The statutes of limitations are different for negligence suits against a South Carolina state government agency pursuant to the South Carolina Tort Claims Act (“TCA”) and the federal government pursuant to the Federal Tort Claims Act (“FTCA”). Under the TCA, a suit must generally be filed within two years, unless a verified claim is filed within a year of the injury, then the statute of limitations is three years. S.C. Code § 15-78-110. Under the FTCA, an administrative tort claim must generally be presented to the subject federal agency within two years. Once a timely administrative tort claim has been filed, there is no statute of limitations on bringing a suit unless the federal agency denies the claim, in which case a suit must be brought in federal court within six months after the denial. 28 U.S.C. 1346(b), 1402, 2401, 2675.

NECESSITY OF AN EXPERT

South Carolina Code 15-79-125 requires, on medical malpractice cases arising on or after July 1, 2005, that before a medical malpractice suit can be filed, a plaintiff has to simultaneously file both a notice of intent to file suit and an affidavit of an expert witness subject to the affidavit requirements established in 15-36-100 in a county in which venue would be proper for filing or initiating the action. Statutory mediation of any such medical malpractice case is required as well, and, there are time limits for filing suit should the attempted mediation fail.

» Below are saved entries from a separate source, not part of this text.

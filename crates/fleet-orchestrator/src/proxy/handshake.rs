//! WebSocket 101 response framing.
//!
//! The downstream half of the upgrade relay is written by hand: the proxy
//! never speaks the WebSocket protocol itself, it only needs to produce the
//! exact switching-protocols head that lets the client and the worker agree
//! on one. Kept isolated here so the byte layout is pinned by a unit test.

use tokio_tungstenite::tungstenite::handshake::derive_accept_key;

/// Computes the `Sec-WebSocket-Accept` value for a client's
/// `Sec-WebSocket-Key`.
pub fn accept_key(client_key: &str) -> String {
    derive_accept_key(client_key.as_bytes())
}

/// Builds the complete downstream 101 response head.
pub fn switching_protocols(accept: &str) -> String {
    format!(
        "HTTP/1.1 101 Switching Protocols\r\nUpgrade: websocket\r\nConnection: Upgrade\r\nSec-WebSocket-Accept: {accept}\r\n\r\n"
    )
}
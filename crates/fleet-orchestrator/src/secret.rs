//! Shared admin token authenticating orchestrator-to-worker control calls.

use std::fmt;

use uuid::Uuid;

/// Opaque random token minted once per orchestrator run.
///
/// The same token is handed to every worker at launch and attached to every
/// orchestrator-to-worker HTTP call. `Debug` and `Display` are redacted so
/// the value never reaches logs.
#[derive(Clone, PartialEq, Eq)]
pub struct AdminToken(String);

impl AdminToken {
    /// Mints a fresh random token.
    pub fn mint() -> Self {
        Self(Uuid::new_v4().simple().to_string())
    }

    /// The raw token value, for header injection and worker environment.
    pub fn expose(&self) -> &str {
        &self.0
    }
}

impl fmt::Debug for AdminToken {
    fn fmt(&self, f: &mut fmt::Formatter<'_>) -> fmt::Result {
        f.write_str("AdminToken(<redacted>)")
    }
}

impl fmt::Display for AdminToken {
    fn fmt(&self, f: &mut fmt::Formatter<'_>) -> fmt::Result {
        f.write_str("<redacted>")
    }
}
//! Playlist generation for scheduled public lobbies.
//!
//! The scheduler draws each new lobby's configuration from a playlist
//! generator. The generator is a trait seam so deployments can plug in
//! their own rotation policy; the default cycles through a fixed map list.

use std::sync::atomic::{AtomicUsize, Ordering};

use crate::lobby::GameConfig;

/// Source of lobby configurations for newly scheduled public lobbies.
pub trait Playlist: Send + Sync {
    /// Produces the configuration for the next scheduled lobby.
    fn next_config(&self) -> GameConfig;
}

/// Default playlist cycling through a fixed set of maps with a shared
/// player cap.
pub struct RotatingPlaylist {
    maps: Vec<String>,
    max_players: u32,
    cursor: AtomicUsize,
}

impl RotatingPlaylist {
    pub fn new(maps: Vec<String>, max_players: u32) -> Self {
        Self {
            maps,
            max_players,
            cursor: AtomicUsize::new(0),
        }
    }
}

impl Default for RotatingPlaylist {
    fn default() -> Self {
        Self::new(
            vec![
                "continents".to_string(),
                "archipelago".to_string(),
                "pangaea".to_string(),
            ],
            50,
        )
    }
}

impl Playlist for RotatingPlaylist {
    fn next_config(&self) -> GameConfig {
        let cursor = self.cursor.fetch_add(1, Ordering::Relaxed);
        let mut extra = serde_json::Map::new();
        if !self.maps.is_empty() {
            let map = &self.maps[cursor % self.maps.len()];
            extra.insert("gameMap".to_string(), serde_json::Value::String(map.clone()));
        }
        extra.insert(
            "gameType".to_string(),
            serde_json::Value::String("public".to_string()),
        );
        GameConfig {
            max_players: Some(self.max_players),
            extra,
        }
    }
}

As noted above, an expert’s testimony is necessary at trial to prove a breach of the standard of care and proximate cause of the injury, and the medical malpractice lawyer should retain a medical expert early on to assess the case and to be prepared to testify at trial.

Medical malpractice suits in South Carolina are difficult to pursue. Before undertaking a med-mal suit, the injured client would be well advised to consult with a lawyer with medical malpractice experience.